An introduction to the global range of natural resources, the economic and political contexts of their development and the resulting physical and societal impacts. Cross-listed as GEOG 251. Prerequisite: C or better in GEOG 101 or ENVS 115. Course meets Multicultural graduation requirement.
Prerequisite(s) / Corequisite(s):
C or better in GEOG 101 or ENVS 115
Course Rotation for Day Program:
Offered even Fall.
Most current editions of the following:
Recommended types of texts: textbooks listed are not necessarily the textbook(s) used in the course.
Environmental Management: Readings and Case Studies
By L. Owen and T. Unwin (Blackwell) Recommended
Natural Resource Conservation: Management for a Sustainable Future
By D. Chiras, et al (Prentice Hall) Recommended
Course Learning Outcomes
Summarize the uses of the environment to benefit societies.

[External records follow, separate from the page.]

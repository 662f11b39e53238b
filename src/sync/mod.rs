//! The synchronization engine: dependency-ordered sync, refresh, and clear
//! passes over the declared views.

use tracing::{info, warn};

use crate::config::SyncOptions;
use crate::connection::ConnectionSet;
use crate::ddl::{self, SyncStatus};
use crate::dependency::plan_backlog;
use crate::error::{ViewError, ViewResult};
use crate::refresh::refresh_materialized_view;
use crate::registry::{ViewKind, ViewRegistry};
use crate::router::Router;
use crate::signals::{AllViewsSynced, SignalHub, ViewSynced};

/// What a sync pass did, per view.
#[derive(Debug)]
pub struct SyncReport {
    /// Logical name and resulting status, in execution order.
    pub statuses: Vec<(String, SyncStatus)>,
    /// Views the router excluded from this database.
    pub skipped: Vec<String>,
}

impl SyncReport {
    pub fn status(&self, name: &str) -> Option<SyncStatus> {
        self.statuses
            .iter()
            .find(|(view, _)| view == name)
            .map(|(_, status)| *status)
    }
}

/// Installs every declared view on one database, in dependency order.
pub struct ViewSyncer<'a> {
    registry: &'a ViewRegistry,
    router: &'a dyn Router,
    signals: &'a SignalHub,
}

impl<'a> ViewSyncer<'a> {
    pub fn new(registry: &'a ViewRegistry, router: &'a dyn Router, signals: &'a SignalHub) -> Self {
        Self {
            registry,
            router,
            signals,
        }
    }

    /// Run one sync pass against the database aliased `using`.
    ///
    /// Every view the router allows on `using` is created or updated inside
    /// its own transaction. A `view_synced` signal fires per view and
    /// `all_views_synced` fires once the whole backlog settled.
    pub async fn run(
        &self,
        connections: &mut ConnectionSet,
        using: &str,
        options: &SyncOptions,
    ) -> ViewResult<SyncReport> {
        let plan = plan_backlog(self.registry.views(), |view| {
            self.router.allow_sync(using, view)
        })?;

        if !plan.ordered.is_empty() && connections.get(using).is_none() {
            return Err(ViewError::UnknownDatabase {
                alias: using.to_string(),
            });
        }

        let mut statuses = Vec::with_capacity(plan.ordered.len());
        for view in &plan.ordered {
            // view_connection re-checks routing; planning already filtered,
            // so this only resolves the alias.
            let db = connections
                .view_connection(self.router, view, using, true)
                .ok_or_else(|| ViewError::UnknownDatabase {
                    alias: using.to_string(),
                })?;
            let pinned_schema = db.schema_name().map(str::to_string);

            let mut tx = db
                .client_mut()
                .transaction()
                .await
                .map_err(|e| ViewError::db("begin view sync transaction", e))?;
            let status = match view.kind {
                ViewKind::Materialized => {
                    ddl::create_materialized_view(
                        &mut tx,
                        pinned_schema.as_deref(),
                        view,
                        options.check_sql_changed,
                    )
                    .await?
                }
                ViewKind::Plain => {
                    ddl::create_view(
                        &mut tx,
                        pinned_schema.as_deref(),
                        view,
                        options.update,
                        options.force,
                    )
                    .await?
                }
            };
            tx.commit()
                .await
                .map_err(|e| ViewError::db("commit view sync transaction", e))?;

            self.signals.send_view_synced(&ViewSynced {
                view: view.name.clone(),
                status,
                has_changed: status.has_changed(),
                update: options.update,
                force: options.force,
                using: using.to_string(),
            });

            let message = match status {
                SyncStatus::Created => "created",
                SyncStatus::Updated => "updated",
                SyncStatus::Exists => "already exists, skipping",
                SyncStatus::Forced => "forced overwrite of existing schema",
                SyncStatus::ForceRequired => {
                    "exists with incompatible schema, force required to update"
                }
                SyncStatus::Dropped => "dropped",
            };
            info!(view = %view.name, using = %using, "view {}", message);

            statuses.push((view.name.clone(), status));
        }

        for view in &plan.skipped {
            info!(view = %view.name, using = %using, "skipping view, not routed to this database");
        }

        self.signals
            .send_all_views_synced(&AllViewsSynced {
                using: using.to_string(),
            });

        Ok(SyncReport {
            statuses,
            skipped: plan.skipped.iter().map(|v| v.name.clone()).collect(),
        })
    }
}

/// Refreshes declared materialized views in dependency order.
pub struct ViewRefresher<'a> {
    registry: &'a ViewRegistry,
    router: &'a dyn Router,
}

impl<'a> ViewRefresher<'a> {
    pub fn new(registry: &'a ViewRegistry, router: &'a dyn Router) -> Self {
        Self { registry, router }
    }

    /// Refresh every materialized view routed to `using`, dependants after
    /// their dependencies. Returns the logical names refreshed.
    pub async fn run(
        &self,
        connections: &ConnectionSet,
        using: &str,
        concurrently: bool,
    ) -> ViewResult<Vec<String>> {
        let plan = plan_backlog(self.registry.views(), |view| {
            self.router.allow_sync(using, view)
        })?;

        let mut refreshed = Vec::new();
        for view in &plan.ordered {
            if !view.is_materialized() {
                continue;
            }
            let alias = self.router.db_for_refresh(view);
            let Some(db) = connections.get(&alias) else {
                warn!(view = %view.name, alias = %alias, "no connection to refresh view");
                continue;
            };
            refresh_materialized_view(db, view, concurrently).await?;
            refreshed.push(view.name.clone());
        }
        Ok(refreshed)
    }
}

/// Sync every declared view against the database aliased `using`.
pub async fn sync_views(
    registry: &ViewRegistry,
    router: &dyn Router,
    signals: &SignalHub,
    connections: &mut ConnectionSet,
    using: &str,
    options: &SyncOptions,
) -> ViewResult<SyncReport> {
    ViewSyncer::new(registry, router, signals)
        .run(connections, using, options)
        .await
}

/// Refresh every declared materialized view routed to `using`.
pub async fn refresh_views(
    registry: &ViewRegistry,
    router: &dyn Router,
    connections: &ConnectionSet,
    using: &str,
    concurrently: bool,
) -> ViewResult<Vec<String>> {
    ViewRefresher::new(registry, router)
        .run(connections, using, concurrently)
        .await
}

/// Drop every declared view routed to `using`. Used before table migrations
/// that existing views would block. Returns the logical names dropped.
pub async fn clear_views(
    registry: &ViewRegistry,
    router: &dyn Router,
    connections: &ConnectionSet,
    using: &str,
) -> ViewResult<Vec<String>> {
    let mut dropped = Vec::new();
    for view in registry.views() {
        if !router.allow_sync(using, view) {
            continue;
        }
        let db = connections
            .get(using)
            .ok_or_else(|| ViewError::UnknownDatabase {
                alias: using.to_string(),
            })?;
        ddl::clear_view(db, view).await?;
        dropped.push(view.name.clone());
    }
    Ok(dropped)
}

Illustrate the impact of resource development on the environment.
Demonstrate how the economy affects patterns of resource development.
Explain the role of political processes in resource development decisions.
Evaluate resource management decisions.
Major Topics/Skills to be Covered:
Resources, technology and society.
Economic factors in resource development
Political factors in resource development
Environmental and societal impacts of resource development
Energy and mineral resources
Soil and water resources
Resource management: present and future concerns
Recommended maximum class size for this course: 35
NOTE: The intention of this master course syllabus is to provide an outline of the contents of this course, as specified by
the faculty of Columbia College, regardless of who teaches the course, when it is taught, or where it is taught. Faculty members teaching this
course for Columbia College are expected to facilitate learning pursuant to the course learning outcomes and cover the subjects listed in the Major Topics/Skills to be Covered section.
However, instructors are also encouraged to cover additional topics of interest so long as those topics are relevant to the course's
subject. The master syllabus is, therefore, prescriptive in nature but also allows for a diversity of individual approaches to course material.